La main appuyée contre la porte de mon casier, je laisse la musique motivante s'échapper de mes écouteurs comme je le fais avant chaque match. Me concentrant attentivement sur les paroles de la chanson, je parviens à réunir toute mes forces afin d'empêcher mon esprit de divaguer. Mon torse se lève et s'abaisse violemment à chaque respiration, un rappel constant du rythme anormalement saccadée que prend mon cœur. Malgré mes innombrables tentatives, rien ne semble pouvoir le calmer. Il est en pleine excitation. Dans mon dos, les diverses conversations de mes coéquipiers s'entremêlent et s'entrechoquent, ne formant plus qu'un infatigable vacarme. On est tous pressés, ce soir. Fermant les yeux, j'essaie de trouver un point sur lequel me tenir, quelque chose qui me maintienne à la réalité. Je mise tout sur la musique et sur la bulle qu'elle forme autour de moi.
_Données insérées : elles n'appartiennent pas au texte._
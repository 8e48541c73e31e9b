//! Skeleton topology: ordered keypoint names and a parent→child limb tree.
//!
//! The topology is fixed for a whole run and shared by every frame. Frames
//! store keypoints in topology order, so a keypoint is addressed by its index
//! here rather than by a free-form name lookup.
//!
//! Construction validates the tree: every name unique, every limb endpoint
//! known, at most one parent per keypoint and no cycles. Limbs are stored in
//! topological (parent-before-child) order so constraint passes can walk
//! them front to back.

use schemars::JsonSchema;
use serde::{Deserialize, Serialize};
use std::collections::{HashMap, VecDeque};
use thiserror::Error;

/// Result type for topology construction.
pub type TopologyResult<T> = Result<T, TopologyError>;

/// Errors raised while building a topology.
#[derive(Debug, Clone, PartialEq, Eq, Error)]
pub enum TopologyError {
    #[error("Topology has no keypoints")]
    Empty,

    #[error("Duplicate keypoint name: {0}")]
    DuplicateName(String),

    #[error("Limb references unknown keypoint: {0}")]
    UnknownKeypoint(String),

    #[error("Limb connects keypoint {0} to itself")]
    SelfLimb(String),

    #[error("Keypoint {0} has more than one parent")]
    MultipleParents(String),

    #[error("Limb cycle through keypoint {0}")]
    Cycle(String),
}

/// A parent→child bone.
#[derive(Debug, Clone, Copy, PartialEq, Eq, Hash, Serialize, Deserialize, JsonSchema)]
pub struct Limb {
    pub parent: usize,
    pub child: usize,
}

/// Keypoint indices used for body-scale normalization.
#[derive(Debug, Clone, Copy, PartialEq, Eq)]
pub struct TorsoLandmarks {
    pub left_shoulder: usize,
    pub right_shoulder: usize,
    pub left_hip: usize,
    pub right_hip: usize,
}

/// Serialized form of a topology; validated on the way in.
#[derive(Debug, Clone, Serialize, Deserialize, JsonSchema)]
pub struct TopologyDef {
    pub keypoints: Vec<String>,
    /// `(parent, child)` name pairs.
    pub limbs: Vec<(String, String)>,
}

/// Validated skeleton topology.
#[derive(Debug, Clone, PartialEq, Serialize, Deserialize)]
#[serde(try_from = "TopologyDef", into = "TopologyDef")]
pub struct SkeletonTopology {
    names: Vec<String>,
    limbs: Vec<Limb>,
    parents: Vec<Option<usize>>,
    descendants: Vec<Vec<usize>>,
}

impl SkeletonTopology {
    /// Build a topology from keypoint names and `(parent, child)` name pairs.
    pub fn new<S: AsRef<str>>(names: &[S], limbs: &[(S, S)]) -> TopologyResult<Self> {
        if names.is_empty() {
            return Err(TopologyError::Empty);
        }

        let mut lookup: HashMap<&str, usize> = HashMap::with_capacity(names.len());
        for (i, name) in names.iter().enumerate() {
            if lookup.insert(name.as_ref(), i).is_some() {
                return Err(TopologyError::DuplicateName(name.as_ref().to_string()));
            }
        }

        let resolve = |name: &str| {
            lookup
                .get(name)
                .copied()
                .ok_or_else(|| TopologyError::UnknownKeypoint(name.to_string()))
        };

        let n = names.len();
        let mut parents: Vec<Option<usize>> = vec![None; n];
        let mut children: Vec<Vec<usize>> = vec![Vec::new(); n];
        for (p, c) in limbs {
            let parent = resolve(p.as_ref())?;
            let child = resolve(c.as_ref())?;
            if parent == child {
                return Err(TopologyError::SelfLimb(c.as_ref().to_string()));
            }
            if parents[child].is_some() {
                return Err(TopologyError::MultipleParents(c.as_ref().to_string()));
            }
            parents[child] = Some(parent);
            children[parent].push(child);
        }
        for list in &mut children {
            list.sort_unstable();
        }

        // Breadth-first from every root; with single parents, anything not
        // reached sits on a cycle.
        let mut visited = vec![false; n];
        let mut queue: VecDeque<usize> = (0..n).filter(|&i| parents[i].is_none()).collect();
        let mut ordered_limbs = Vec::with_capacity(limbs.len());
        let mut bfs_order = Vec::with_capacity(n);
        while let Some(node) = queue.pop_front() {
            visited[node] = true;
            bfs_order.push(node);
            for &child in &children[node] {
                ordered_limbs.push(Limb {
                    parent: node,
                    child,
                });
                queue.push_back(child);
            }
        }
        if let Some(stuck) = visited.iter().position(|v| !v) {
            return Err(TopologyError::Cycle(names[stuck].as_ref().to_string()));
        }

        // Children appear after parents in BFS order, so walking it backwards
        // lets each node absorb its children's subtrees.
        let mut descendants: Vec<Vec<usize>> = vec![Vec::new(); n];
        for &node in bfs_order.iter().rev() {
            let mut subtree = Vec::new();
            for &child in &children[node] {
                subtree.push(child);
                subtree.extend_from_slice(&descendants[child]);
            }
            descendants[node] = subtree;
        }

        Ok(Self {
            names: names.iter().map(|s| s.as_ref().to_string()).collect(),
            limbs: ordered_limbs,
            parents,
            descendants,
        })
    }

    /// SMPL 24-joint body model (pelvis root), as emitted by HMR2/PHALP.
    pub fn smpl24() -> Self {
        const NAMES: [&str; 24] = [
            "pelvis",
            "left_hip",
            "right_hip",
            "spine1",
            "left_knee",
            "right_knee",
            "spine2",
            "left_ankle",
            "right_ankle",
            "spine3",
            "left_foot",
            "right_foot",
            "neck",
            "left_collar",
            "right_collar",
            "head",
            "left_shoulder",
            "right_shoulder",
            "left_elbow",
            "right_elbow",
            "left_wrist",
            "right_wrist",
            "left_hand",
            "right_hand",
        ];
        const PARENTS: [i32; 24] = [
            -1, 0, 0, 0, 1, 2, 3, 4, 5, 6, 7, 8, 9, 9, 9, 12, 13, 14, 16, 17, 18, 19, 20, 21,
        ];

        let limbs: Vec<(&str, &str)> = PARENTS
            .iter()
            .enumerate()
            .filter(|(_, &p)| p >= 0)
            .map(|(child, &p)| (NAMES[p as usize], NAMES[child]))
            .collect();

        Self::new(&NAMES, &limbs).expect("SMPL-24 topology is a valid tree")
    }

    /// COCO 17-keypoint layout, rooted at the nose.
    pub fn coco17() -> Self {
        const NAMES: [&str; 17] = [
            "nose",
            "left_eye",
            "right_eye",
            "left_ear",
            "right_ear",
            "left_shoulder",
            "right_shoulder",
            "left_elbow",
            "right_elbow",
            "left_wrist",
            "right_wrist",
            "left_hip",
            "right_hip",
            "left_knee",
            "right_knee",
            "left_ankle",
            "right_ankle",
        ];
        const LIMBS: [(&str, &str); 16] = [
            ("nose", "left_eye"),
            ("nose", "right_eye"),
            ("left_eye", "left_ear"),
            ("right_eye", "right_ear"),
            ("nose", "left_shoulder"),
            ("nose", "right_shoulder"),
            ("left_shoulder", "left_elbow"),
            ("left_elbow", "left_wrist"),
            ("right_shoulder", "right_elbow"),
            ("right_elbow", "right_wrist"),
            ("left_shoulder", "left_hip"),
            ("right_shoulder", "right_hip"),
            ("left_hip", "left_knee"),
            ("left_knee", "left_ankle"),
            ("right_hip", "right_knee"),
            ("right_knee", "right_ankle"),
        ];

        Self::new(&NAMES, &LIMBS).expect("COCO-17 topology is a valid tree")
    }

    /// Number of keypoints per frame.
    #[inline]
    pub fn len(&self) -> usize {
        self.names.len()
    }

    /// Always false for a constructed topology.
    #[inline]
    pub fn is_empty(&self) -> bool {
        self.names.is_empty()
    }

    /// Keypoint names in frame order.
    pub fn names(&self) -> &[String] {
        &self.names
    }

    /// Name of a keypoint index.
    pub fn name(&self, index: usize) -> Option<&str> {
        self.names.get(index).map(String::as_str)
    }

    /// Index of a keypoint name.
    pub fn index_of(&self, name: &str) -> Option<usize> {
        self.names.iter().position(|n| n == name)
    }

    /// Limbs in parent-before-child order.
    pub fn limbs(&self) -> &[Limb] {
        &self.limbs
    }

    /// Parent of a keypoint, `None` for roots.
    pub fn parent(&self, index: usize) -> Option<usize> {
        self.parents.get(index).copied().flatten()
    }

    /// Every keypoint below `index` in the tree (excluding `index`).
    pub fn descendants(&self, index: usize) -> &[usize] {
        self.descendants
            .get(index)
            .map(Vec::as_slice)
            .unwrap_or(&[])
    }

    /// Human-readable `parent->child` label for a limb.
    pub fn limb_label(&self, limb: Limb) -> String {
        format!(
            "{}->{}",
            self.name(limb.parent).unwrap_or("?"),
            self.name(limb.child).unwrap_or("?")
        )
    }

    /// Shoulder and hip indices, if the topology names all four.
    pub fn torso(&self) -> Option<TorsoLandmarks> {
        Some(TorsoLandmarks {
            left_shoulder: self.index_of("left_shoulder")?,
            right_shoulder: self.index_of("right_shoulder")?,
            left_hip: self.index_of("left_hip")?,
            right_hip: self.index_of("right_hip")?,
        })
    }
}

impl TryFrom<TopologyDef> for SkeletonTopology {
    type Error = TopologyError;

    fn try_from(def: TopologyDef) -> TopologyResult<Self> {
        Self::new(&def.keypoints, &def.limbs)
    }
}

impl From<SkeletonTopology> for TopologyDef {
    fn from(topology: SkeletonTopology) -> Self {
        let limbs = topology
            .limbs
            .iter()
            .map(|l| {
                (
                    topology.names[l.parent].clone(),
                    topology.names[l.child].clone(),
                )
            })
            .collect();
        Self {
            keypoints: topology.names,
            limbs,
        }
    }
}

#[cfg(test)]
mod tests {
    use super::*;

    #[test]
    fn test_smpl24_shape() {
        let topo = SkeletonTopology::smpl24();
        assert_eq!(topo.len(), 24);
        assert_eq!(topo.limbs().len(), 23);
        assert_eq!(topo.index_of("pelvis"), Some(0));
        assert_eq!(topo.parent(20), Some(18)); // left_wrist -> left_elbow
        assert!(topo.torso().is_some());
    }

    #[test]
    fn test_limbs_are_topologically_ordered() {
        let topo = SkeletonTopology::smpl24();
        let mut seen_child = vec![false; topo.len()];
        seen_child[0] = true;
        for limb in topo.limbs() {
            assert!(seen_child[limb.parent], "parent {} visited late", limb.parent);
            seen_child[limb.child] = true;
        }
    }

    #[test]
    fn test_descendants_of_elbow() {
        let topo = SkeletonTopology::smpl24();
        let elbow = topo.index_of("left_elbow").unwrap();
        let mut below: Vec<&str> = topo
            .descendants(elbow)
            .iter()
            .map(|&i| topo.name(i).unwrap())
            .collect();
        below.sort_unstable();
        assert_eq!(below, vec!["left_hand", "left_wrist"]);
    }

    #[test]
    fn test_cycle_rejected() {
        let names = ["a", "b", "c"];
        let limbs = [("a", "b"), ("b", "c"), ("c", "b")];
        assert!(matches!(
            SkeletonTopology::new(&names, &limbs),
            Err(TopologyError::MultipleParents(_))
        ));

        let limbs = [("b", "c"), ("c", "b")];
        assert!(matches!(
            SkeletonTopology::new(&names, &limbs),
            Err(TopologyError::Cycle(_))
        ));
    }

    #[test]
    fn test_unknown_and_duplicate_names() {
        assert_eq!(
            SkeletonTopology::new(&["a", "a"], &[]),
            Err(TopologyError::DuplicateName("a".into()))
        );
        assert_eq!(
            SkeletonTopology::new(&["a"], &[("a", "z")]),
            Err(TopologyError::UnknownKeypoint("z".into()))
        );
    }

    #[test]
    fn test_serde_round_trip_validates() {
        let topo = SkeletonTopology::coco17();
        let json = serde_json::to_string(&topo).unwrap();
        let back: SkeletonTopology = serde_json::from_str(&json).unwrap();
        assert_eq!(back, topo);

        let bad = r#"{"keypoints":["a","b"],"limbs":[["a","b"],["b","a"]]}"#;
        assert!(serde_json::from_str::<SkeletonTopology>(bad).is_err());
    }
}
Parce que si je me risque à laisser mes pensées se perdre, je sais que je ne vais pas pouvoir me contenir bien longtemps.

Tout va éclater.

J'inspire profondément ; ma gorge se noue. Les images réapparaissent. Elles se mélangent, se confondent et se dissolvent pour me brouiller l'esprit. Mon poing se serre contre la surface métallique tandis qu'un grognement s'échappe du fond de ma gorge. J'essaie. J'essaie vraiment de ne pas y penser. Plus de deux semaines se sont écoulées pourtant, j'en reviens toujours à la même chose. Les images ne cessent de défiler dans mon esprit. Impuissant, il n'y a rien que je puisse faire pour les repousser. Peu importe ce que je fais, elles reviennent toujours. Elles me hantent et me tourmentent. Magasin. Pistolet. Pupilles. Elles sont là et ne me quittent plus. Quand je dos, lorsque je suis sur le terrain, en plein milieu d'un cours : elles me suivent peu importe où je me trouve.
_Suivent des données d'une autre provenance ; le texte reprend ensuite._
//! Detector stream validation and conversion.
//!
//! Whole-stream violations (empty, duplicate, out of range, out of order,
//! unrecognizable keypoints) are fatal. Everything else is repaired and
//! logged: confidences are clamped into [0, 1], unknown keypoint names are
//! dropped and topology keypoints the record omits get confidence 0.
//! Non-finite positions are kept so quality analysis marks the frame
//! defective.

use crate::camera::{CropCamera, DEFAULT_FOCAL_LENGTH};
use crate::error::{PipelineError, PipelineResult};
use crate::quality::ImageBounds;
use poseq_models::{
    CameraRecord, DetectionRecord, DetectionStream, Frame, Keypoint, Mesh, Point3,
    SkeletonTopology, DEFAULT_FPS,
};
use std::collections::BTreeSet;
use tracing::{debug, warn};

/// Largest `frame_count` a stream may declare: a little over 92 hours at 30 fps.
pub const MAX_FRAME_COUNT: usize = 10_000_000;

/// Validated detections laid out by frame index.
#[derive(Debug, Clone)]
pub struct IngestedStream {
    /// `frames[i]` is `None` when the detector reported nothing for frame `i`.
    pub frames: Vec<Option<Frame>>,
    pub bounds: ImageBounds,
    pub fps: f64,
    /// Confidence values that had to be clamped.
    pub clamped_confidences: usize,
    /// Keypoint names the topology does not know.
    pub unknown_names: BTreeSet<String>,
}

impl IngestedStream {
    pub fn frame_count(&self) -> usize {
        self.frames.len()
    }

    pub fn missing(&self) -> usize {
        self.frames.iter().filter(|f| f.is_none()).count()
    }
}

/// Validate a detector stream against a topology.
pub fn ingest(stream: &DetectionStream, topology: &SkeletonTopology) -> PipelineResult<IngestedStream> {
    if stream.frame_count == 0 {
        return Err(PipelineError::EmptySequence);
    }
    if stream.frame_count > MAX_FRAME_COUNT {
        return Err(PipelineError::invalid_stream(format!(
            "frame_count {} exceeds the maximum of {}",
            stream.frame_count, MAX_FRAME_COUNT
        )));
    }
    if stream.image_width == 0 || stream.image_height == 0 {
        return Err(PipelineError::invalid_stream(format!(
            "image dimensions must be non-zero, got {}x{}",
            stream.image_width, stream.image_height
        )));
    }

    let fps = if stream.fps.is_finite() && stream.fps > 0.0 {
        stream.fps
    } else {
        warn!(fps = stream.fps, default = DEFAULT_FPS, "Invalid frame rate; using default");
        DEFAULT_FPS
    };
    let bounds = ImageBounds::new(stream.image_width as f64, stream.image_height as f64);

    let mut frames: Vec<Option<Frame>> = Vec::new();
    frames.try_reserve_exact(stream.frame_count).map_err(|e| {
        PipelineError::invalid_stream(format!(
            "cannot allocate {} frames: {}",
            stream.frame_count, e
        ))
    })?;
    frames.resize(stream.frame_count, None);
    let mut previous: Option<usize> = None;
    let mut clamped = 0usize;
    let mut unknown = BTreeSet::new();
    let mut matched = BTreeSet::new();
    let mut any_keypoints = false;

    for record in &stream.frames {
        let index = record.frame_index;
        if index >= stream.frame_count {
            return Err(PipelineError::FrameOutOfRange {
                index,
                frame_count: stream.frame_count,
            });
        }
        match previous {
            Some(p) if p == index => return Err(PipelineError::DuplicateFrame(index)),
            Some(p) if index < p => {
                return Err(PipelineError::OutOfOrder {
                    index,
                    previous: p,
                })
            }
            _ => {}
        }
        previous = Some(index);

        any_keypoints |= !record.keypoints.is_empty();
        let mut keypoints = vec![Keypoint::missing(); topology.len()];
        for named in &record.keypoints {
            let Some(k) = topology.index_of(&named.name) else {
                if unknown.insert(named.name.clone()) {
                    warn!(frame_index = index, name = %named.name, "Ignoring unknown keypoint name");
                }
                continue;
            };
            matched.insert(k);
            let (confidence, was_clamped) = clamp_confidence(named.confidence);
            if was_clamped {
                clamped += 1;
                debug!(
                    frame_index = index,
                    keypoint = %named.name,
                    raw = named.confidence,
                    clamped = confidence,
                    "Confidence clamped"
                );
            }
            keypoints[k] = Keypoint::new(Point3::new(named.x, named.y, named.z), confidence);
        }

        frames[index] = Some(to_frame(record, keypoints, fps, &bounds));
    }

    if any_keypoints && matched.is_empty() {
        return Err(PipelineError::TopologyMismatch {
            expected: topology.len(),
            matched: 0,
        });
    }
    if clamped > 0 {
        warn!(count = clamped, "Clamped out-of-range confidence values");
    }

    Ok(IngestedStream {
        frames,
        bounds,
        fps,
        clamped_confidences: clamped,
        unknown_names: unknown,
    })
}

fn clamp_confidence(raw: f64) -> (f64, bool) {
    if !raw.is_finite() {
        (0.0, true)
    } else if !(0.0..=1.0).contains(&raw) {
        (raw.clamp(0.0, 1.0), true)
    } else {
        (raw, false)
    }
}

fn to_frame(record: &DetectionRecord, keypoints: Vec<Keypoint>, fps: f64, bounds: &ImageBounds) -> Frame {
    let mut frame = Frame::source(record.frame_index, fps, keypoints);
    frame.mesh = record.mesh.as_ref().map(|m| {
        Mesh::new(
            m.vertices.iter().copied().map(Point3::from_array).collect(),
            m.faces.clone(),
        )
    });
    frame.camera = record.camera.as_ref().map(|camera| match *camera {
        CameraRecord::Full { tx, ty, tz } => Point3::new(tx, ty, tz),
        CameraRecord::Crop {
            scale,
            tx,
            ty,
            box_center,
            box_size,
        } => CropCamera::new(scale, tx, ty).to_full(
            box_center,
            box_size,
            (bounds.width, bounds.height),
            DEFAULT_FOCAL_LENGTH,
        ),
    });
    frame
}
Je ne veux pas repenser à ce magasin, ni à cette arme mortelle qu'elle tenait maladroitement dans ses mains, pas à ces gens remplis de terreur. Encore moins à ses pupilles dilatées et dénuées d'une quelconque émotion. Ces pupilles qui appellent à la drogue, qui ne demande que ça, qu'à être rassasiées. Rien de ce que je puisse dire ou faire ne changera quoi que ce soit. Elles ne répondent plus de rien. Soumises à ce qui les fait exister, je me sens inutile face à elles. Impuissant. Alors, sans le vouloir, je me retrouve deux ans en arrière. Son visage réapparait à la place d'Alison et la culpabilité remonte à la surface. Ma propre faiblesse me revient en pleine face. Si je l'avais su, j'aurais tout fait pour l'arrêter. J'aurais mis toute ma force pour l'aider et éviter le drame. Mais tout ça, ce ne sont que des « si ». Dans la réalité que je connais, rien ne peut être changé.

Je me suis dit que je passerai à autre chose, que je cesserai de penser à elle et que je reprendrai calmement le cours de ma vie mais je n'y arrive putain de pas.

Dans un élan de frustration, je retire mes écouteurs et les balance dans mon sac. La musique ne fonctionne pas. Rien ne fonctionne. Peu importe ce que je fais, son visage me reviendra toujours en tête et je déteste ça.

— Mauvaise journée ?

Je lève la tête vers Jayden qui m'observe comme il le fait depuis ces derniers jours. Sans même qu'il n'ait à me dire quoi que ce soit, je peux lire ce qu'il est en train de penser.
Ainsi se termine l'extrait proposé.